Спускаемся по петляющей дороге. Она отсыпана щебнем известняка. Вдруг нога проваливается в пустоту. В этих местах множество карстовых пещер. Разгребаем камни. Так и есть. Прямо на дороге открывается карстовый провал. Видны известняковые натеки, подобия сталактитов. Бросаем камень. Он летит две, три секунды… Ясно, что это один из ходов в большую пещеру. Здесь ничему не следует удивляться. Но дорога есть дорога, и новый вход приходится заваливать: не ровен час кто-нибудь провалится в нее. Вот хотя бы эти женщины из племени нунгов. Они идут по тропинке и умудряются прясть пряжу, наматывая ее вокруг себя.

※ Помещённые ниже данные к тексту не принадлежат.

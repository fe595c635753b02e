use crate::config::MAX_DATAGRAM_SIZE;
use crate::error::{constants, ProtocolError, Result};
use crate::protocol::message::Message;
use bytes::BytesMut;
use tokio_util::codec::{Decoder, Encoder};

/// Datagram codec for use with `UdpFramed`.
///
/// Every datagram is exactly one message, so decoding always consumes the
/// whole buffer.
#[derive(Debug, Default, Clone, Copy)]
pub struct DatagramCodec;

impl Decoder for DatagramCodec {
    type Item = Message;
    type Error = ProtocolError;

    fn decode(&mut self, src: &mut BytesMut) -> Result<Option<Self::Item>> {
        if src.is_empty() {
            return Ok(None);
        }

        if src.len() > MAX_DATAGRAM_SIZE {
            let len = src.len();
            src.clear();
            return Err(ProtocolError::Decode(format!(
                "{} ({len} bytes)",
                constants::ERR_OVERSIZED_DATAGRAM
            )));
        }

        Ok(Some(Message::classify(src.split().freeze())))
    }
}

impl Encoder<Message> for DatagramCodec {
    type Error = ProtocolError;

    fn encode(&mut self, item: Message, dst: &mut BytesMut) -> Result<()> {
        if item.data().len() > MAX_DATAGRAM_SIZE {
            return Err(ProtocolError::TransportError(format!(
                "{} ({} bytes)",
                constants::ERR_OVERSIZED_DATAGRAM,
                item.data().len()
            )));
        }
        dst.extend_from_slice(item.data());
        Ok(())
    }
}
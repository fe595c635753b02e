//! # Error Types
//!
//! Error handling for the connection handshake.
//!
//! This module defines every error variant the handshake can produce, from
//! socket failures to malformed connectionless replies.
//!
//! ## Error Categories
//! - **I/O Errors**: socket and file system failures
//! - **Decode Errors**: truncated or malformed packet fields
//! - **Encode Errors**: outbound packets that do not fit their scratch buffer
//! - **Identity Errors**: the ticket provider could not produce a ticket
//! - **Transport Errors**: the client handle outlived its transport
//!
//! Decode errors are recoverable: the offending packet is dropped and the
//! handshake keeps waiting. Everything that stops the attempt from making
//! progress reports `true` from [`ProtocolError::is_fatal`]. That includes
//! encode overflows, since an outbound packet that does not fit once will
//! not fit on the next reply either.
//!
//! ## Example Usage
//! ```rust
//! use source_connector::core::bitbuf::BitReader;
//! use source_connector::error::{ProtocolError, Result};
//!
//! fn read_header(data: &[u8]) -> Result<i32> {
//!     BitReader::new(data).read_i32()
//! }
//!
//! match read_header(&[0xFF, 0xFF]) {
//!     Err(ProtocolError::Decode(_)) => {}
//!     other => panic!("unexpected: {other:?}"),
//! }
//! ```

use std::io;
use thiserror::Error;

/// Error message constants to reduce allocations in error paths.
pub mod constants {
    /// Decode errors
    pub const ERR_UNEXPECTED_END: &str = "Unexpected end of packet";
    pub const ERR_INVALID_BIT_COUNT: &str = "Bit count must be between 1 and 32";
    pub const ERR_MISSING_HEADER: &str = "Missing connectionless header";
    pub const ERR_MISSING_TYPE: &str = "Missing connectionless packet type";

    /// Identity errors
    pub const ERR_EMPTY_TICKET: &str = "Identity provider returned an empty ticket";
    pub const ERR_TICKET_TOO_LARGE: &str = "Authentication ticket does not fit in a connect packet";

    /// Transport errors
    pub const ERR_OVERSIZED_DATAGRAM: &str = "Datagram exceeds maximum size";
    pub const ERR_NO_ADDRESS: &str = "Server address did not resolve";
}

/// ProtocolError is the primary error type for all handshake operations
#[derive(Error, Debug)]
pub enum ProtocolError {
    #[error("I/O error: {0}")]
    Io(#[from] io::Error),

    #[error("Decode error: {0}")]
    Decode(String),

    #[error("Bit buffer overflow (capacity {capacity} bytes)")]
    BufferOverflow { capacity: usize },

    #[error("Identity error: {0}")]
    Identity(String),

    #[error("Connector is not registered with a client")]
    NotRegistered,

    #[error("Client channel closed")]
    ChannelClosed,

    #[error("Transport error: {0}")]
    TransportError(String),

    #[error("Configuration error: {0}")]
    ConfigError(String),

    #[error("Timeout occurred")]
    Timeout,

    #[error("Custom error: {0}")]
    Custom(String),
}

impl ProtocolError {
    /// Whether this error ends the connection attempt.
    ///
    /// Malformed packets are survivable; the handshake simply waits for the
    /// next reply. Missing credentials, oversized outbound packets or a dead
    /// transport are not.
    pub fn is_fatal(&self) -> bool {
        matches!(
            self,
            ProtocolError::Io(_)
                | ProtocolError::BufferOverflow { .. }
                | ProtocolError::Identity(_)
                | ProtocolError::NotRegistered
                | ProtocolError::ChannelClosed
                | ProtocolError::TransportError(_)
        )
    }
}

/// Type alias for Results using ProtocolError
pub type Result<T> = std::result::Result<T, ProtocolError>;

#[cfg(test)]
mod tests {
    use super::*;

    #[test]
    fn decode_errors_are_recoverable() {
        assert!(!ProtocolError::Decode(constants::ERR_UNEXPECTED_END.into()).is_fatal());
        assert!(!ProtocolError::Timeout.is_fatal());
    }

    #[test]
    fn credential_and_transport_errors_are_fatal() {
        assert!(ProtocolError::Identity(constants::ERR_EMPTY_TICKET.into()).is_fatal());
        assert!(ProtocolError::NotRegistered.is_fatal());
        assert!(ProtocolError::ChannelClosed.is_fatal());
        assert!(ProtocolError::Io(io::Error::other("boom")).is_fatal());
    }

    #[test]
    fn encode_overflow_is_fatal() {
        assert!(ProtocolError::BufferOverflow { capacity: 2048 }.is_fatal());
    }
}
pub mod connector;
pub mod listener;
pub mod message;

pub use connector::{ConnectionStep, Connector, HandshakeEvent};
pub use listener::Listener;
pub use message::{Message, MessageKind};
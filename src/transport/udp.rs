//! UDP transport client.
//!
//! The [`Client`] owns the socket. It delivers every datagram from the server
//! to its registered listeners and sends whatever is queued through a
//! [`ClientHandle`]. Handles are cheap to clone and do not keep the client
//! alive: once the client is dropped, sending through a handle fails with
//! `ProtocolError::ChannelClosed`.

use futures::{SinkExt, StreamExt};
use std::net::SocketAddr;
use tokio::net::{lookup_host, UdpSocket};
use tokio::sync::mpsc;
use tokio_util::udp::UdpFramed;
use tracing::{debug, info, instrument, trace, warn};

use crate::config::ClientConfig;
use crate::core::codec::DatagramCodec;
use crate::error::{constants, ProtocolError, Result};
use crate::protocol::listener::Listener;
use crate::protocol::message::Message;
use crate::utils::timeout::with_timeout;

/// A queued outbound message
#[derive(Debug, Clone, PartialEq, Eq)]
pub struct Outbound {
    pub message: Message,
    pub reliable: bool,
}

/// Non-owning sending side of a [`Client`]
#[derive(Debug, Clone)]
pub struct ClientHandle {
    tx: mpsc::UnboundedSender<Outbound>,
}

impl ClientHandle {
    /// Handle backed by a bare channel, for driving a listener without a socket
    pub fn channel() -> (Self, mpsc::UnboundedReceiver<Outbound>) {
        let (tx, rx) = mpsc::unbounded_channel();
        (Self { tx }, rx)
    }

    /// Queue `message` for sending. Fire-and-forget.
    pub fn send_message(&self, message: Message, reliable: bool) -> Result<()> {
        self.tx
            .send(Outbound { message, reliable })
            .map_err(|_| ProtocolError::ChannelClosed)
    }
}

/// UDP client connected to a single game server
pub struct Client {
    framed: UdpFramed<DatagramCodec>,
    server: SocketAddr,
    listeners: Vec<Box<dyn Listener>>,
    outbound_tx: mpsc::UnboundedSender<Outbound>,
    outbound_rx: mpsc::UnboundedReceiver<Outbound>,
}

impl Client {
    /// Resolve `address` and bind a local socket for talking to it.
    ///
    /// # Errors
    /// `Timeout` when resolution takes longer than `config.resolve_timeout`,
    /// `TransportError` when nothing resolves, `Io` when binding fails.
    #[instrument(skip(config), fields(bind = %config.bind_address))]
    pub async fn connect(address: &str, config: &ClientConfig) -> Result<Self> {
        let server = with_timeout(config.resolve_timeout, lookup_host(address))
            .await??
            .next()
            .ok_or_else(|| {
                ProtocolError::TransportError(format!("{}: {address}", constants::ERR_NO_ADDRESS))
            })?;

        let socket = UdpSocket::bind(config.bind_address.as_str()).await?;
        info!(local = %socket.local_addr()?, %server, "Client socket ready");

        let (outbound_tx, outbound_rx) = mpsc::unbounded_channel();

        Ok(Self {
            framed: UdpFramed::new(socket, DatagramCodec),
            server,
            listeners: Vec::new(),
            outbound_tx,
            outbound_rx,
        })
    }

    pub fn server_addr(&self) -> SocketAddr {
        self.server
    }

    pub fn local_addr(&self) -> Result<SocketAddr> {
        Ok(self.framed.get_ref().local_addr()?)
    }

    pub fn add_listener<L: Listener + 'static>(&mut self, listener: L) {
        self.listeners.push(Box::new(listener));
    }

    pub fn handle(&self) -> ClientHandle {
        ClientHandle {
            tx: self.outbound_tx.clone(),
        }
    }

    /// Queue a message; it goes out once [`Client::run`] is polled
    pub fn send_message(&self, message: Message, reliable: bool) -> Result<()> {
        self.handle().send_message(message, reliable)
    }

    /// Pump inbound and outbound traffic until `shutdown` fires.
    ///
    /// Datagrams from addresses other than the server are dropped. A listener
    /// error or a fatal socket error ends the loop with that error.
    #[instrument(skip(self, shutdown), fields(server = %self.server))]
    pub async fn run(&mut self, mut shutdown: mpsc::Receiver<()>) -> Result<()> {
        loop {
            tokio::select! {
                _ = shutdown.recv() => {
                    info!("Shutting down client");
                    return Ok(());
                }

                Some(outbound) = self.outbound_rx.recv() => {
                    self.transmit(outbound).await?;
                }

                inbound = self.framed.next() => match inbound {
                    Some(Ok((msg, from))) if from == self.server => self.dispatch(&msg)?,
                    Some(Ok((_, from))) => {
                        debug!(%from, "Dropping datagram from unknown peer");
                    }
                    Some(Err(e)) if !e.is_fatal() => {
                        warn!(error = %e, "Dropping unreadable datagram");
                    }
                    Some(Err(e)) => return Err(e),
                    None => return Err(ProtocolError::TransportError("socket closed".into())),
                },
            }
        }
    }

    /// Send `message` immediately and drop the client
    #[instrument(skip(self, message))]
    pub async fn disconnect(mut self, message: Message) -> Result<()> {
        self.framed.send((message, self.server)).await?;
        info!("Disconnected");
        Ok(())
    }

    fn dispatch(&mut self, msg: &Message) -> Result<()> {
        trace!(len = msg.data().len(), connectionless = msg.connectionless(), "Inbound");
        let sub_type = msg.sub_type();
        for listener in &mut self.listeners {
            listener.receive(msg, sub_type)?;
        }
        Ok(())
    }

    async fn transmit(&mut self, outbound: Outbound) -> Result<()> {
        if outbound.reliable {
            // No net channel yet; reliable sends go out as plain datagrams.
            trace!("Sending reliable message unreliably");
        }
        trace!(len = outbound.message.data().len(), "Outbound");
        self.framed.send((outbound.message, self.server)).await
    }
}
//! Local HTTP surface over the job manager

pub mod handlers;
pub mod serve;
pub mod state;
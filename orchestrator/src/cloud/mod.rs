//! Cloud provisioning client

pub mod cloud_init;
pub mod hetzner;
pub mod models;
pub mod naming;

use async_trait::async_trait;

use crate::errors::OrchestratorError;
use models::{CreateServerRequest, DeleteOutcome, ServerId, ServerInfo, ServerLookup};

/// Control-plane operations the orchestrator needs
#[async_trait]
pub trait CloudProvider: Send + Sync {
    /// Request a new VM; returns it as first reported (usually without an IP)
    async fn create_server(
        &self,
        request: &CreateServerRequest,
    ) -> Result<ServerInfo, OrchestratorError>;

    /// Current state of a VM, `Missing` when the vendor no longer knows it
    async fn get_server(&self, id: ServerId) -> Result<ServerLookup, OrchestratorError>;

    /// Delete a VM; an unknown id is `Missing`, not an error
    async fn delete_server(&self, id: ServerId) -> Result<DeleteOutcome, OrchestratorError>;
}
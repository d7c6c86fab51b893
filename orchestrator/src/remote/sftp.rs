//! SFTP transfers over an established session

use std::path::Path;

use russh::client::Handle;
use russh_sftp::client::error::Error as SftpError;
use russh_sftp::client::SftpSession;
use russh_sftp::protocol::StatusCode;
use tokio::io::AsyncWriteExt;
use tracing::debug;

use crate::errors::OrchestratorError;
use crate::remote::session::ClientHandler;
use crate::remote::tail::read_tail_from;

pub(crate) async fn open(handle: &Handle<ClientHandler>) -> Result<SftpSession, OrchestratorError> {
    let channel = handle.channel_open_session().await?;
    channel.request_subsystem(true, "sftp").await?;
    Ok(SftpSession::new(channel.into_stream()).await?)
}

pub(crate) async fn upload_file(
    sftp: &SftpSession,
    local: &Path,
    remote_path: &str,
) -> Result<u64, OrchestratorError> {
    let mut source = tokio::fs::File::open(local).await.map_err(|e| {
        OrchestratorError::LocalIo(format!("cannot open {}: {}", local.display(), e))
    })?;
    let mut target = sftp.create(remote_path).await?;
    let written = tokio::io::copy(&mut source, &mut target).await?;
    target.flush().await?;
    target.shutdown().await?;
    debug!("Uploaded {} ({} bytes) to {}", local.display(), written, remote_path);
    Ok(written)
}

pub(crate) async fn upload_bytes(
    sftp: &SftpSession,
    contents: &[u8],
    remote_path: &str,
) -> Result<(), OrchestratorError> {
    let mut target = sftp.create(remote_path).await?;
    target.write_all(contents).await?;
    target.flush().await?;
    target.shutdown().await?;
    debug!("Wrote {} bytes to {}", contents.len(), remote_path);
    Ok(())
}

/// `stat` the file, then read only from `max(0, size - max_bytes)` onwards
pub(crate) async fn read_tail(
    sftp: &SftpSession,
    remote_path: &str,
    max_bytes: u64,
) -> Result<(Vec<u8>, bool), OrchestratorError> {
    let size = sftp
        .metadata(remote_path)
        .await
        .map_err(|e| stat_error(remote_path, e))?
        .size
        .unwrap_or(0);

    let mut file = sftp.open(remote_path).await?;
    let (buf, truncated) = read_tail_from(&mut file, size, max_bytes).await?;
    debug!("Read {} of {} bytes from {}", buf.len(), size, remote_path);
    Ok((buf, truncated))
}

/// A missing file is `NotFound`, anything else passes through
fn stat_error(remote_path: &str, err: SftpError) -> OrchestratorError {
    match err {
        SftpError::Status(status) if matches!(status.status_code, StatusCode::NoSuchFile) => {
            OrchestratorError::NotFound(format!("remote file {} does not exist", remote_path))
        }
        other => other.into(),
    }
}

По каменистым развалинам дороги спускаемся в долину. Впереди слышны предупреждающие крики, а затем — серия взрывов. Обычная работа дорожников-строителей. Кстати, местные товарищи рассказали любопытную историю. В годы войны не хватало взрывчатых веществ. Использовали с этой целью пещерный помет летучих мышей. Партизаны проводили целые боевые операции с помощью этой более чем оригинальной взрывчатки. Действовала, говорят, безотказно. И сейчас иногда ее используют в мирных целях при строительстве дорог.
Выходим в долину. Слева — деревья, напоминающие своими плодами грушу. Здесь они называются чау. Из
плодов делают тонкие технические масла. А сок плодов в обиходе используют как клей. Мне самому доводилось заклеивать конверты соком чау.
…Сегодня в маршрут мы идем с геологом-переводчиком Хьеном, который получил образование в Советском Союзе и, наверное, поэтому относится к нам с какой-то родственной нежностью. Подбираемся по крутохму склону сквозь чащу кустов к вершине горы. В этих местах будет закладываться штольня. Гребень бокситового пласта — это вершина горы. Поднимаемся гуськом. У меня перед глазами пятки Хьена. Он без особых усилий штурмует крутой подъем. Мне же приходится останавливаться, чтобы отдышаться. Не успеваю догнать своего быстроногого спутника, как чувствую острый удар тока в локоть, лоб, губу. Что-то желто-бурое липнет к лицу, рукам, садится на нос. Елки-палки! Это же рыжие длинноногие осы! Еще по Африке помню «жизнерадостные» встречи с ними. В одно мгновение взлетаю на вершину горы, где постукивает своим молотком мой товарищ. На вершине дует ветерок, отгоняет агрессивных насекомых. Пытаюсь объяснить свое проворство, но размеры верхней губы уже не позволяют сделать это. Получается  какое-то нечленораздельное мычание. Спутник,  конечно, все понял с первого взгляда, но сделал вид, что очень занят образцами. Прямо-таки поглощен этим!
Через два часа подкатываем к дому. Губа позволяет говорить вразумительно, но на руках и ногах появилась сыпь. Опытный взгляд старожилов устанавливает — это мошка. Коварное существо, которое надо разглядывать в лупу —иначе не увидишь, имеет свойство: пока кусает, ничего не чувствуешь. Вскоре появляется зуд, от которого нет возможности отвлечься. Ну и денек! Самое лучшее это не искушать судьбу до конца. Только под москитной сеткой, в постели, обретаю чувство безопасности…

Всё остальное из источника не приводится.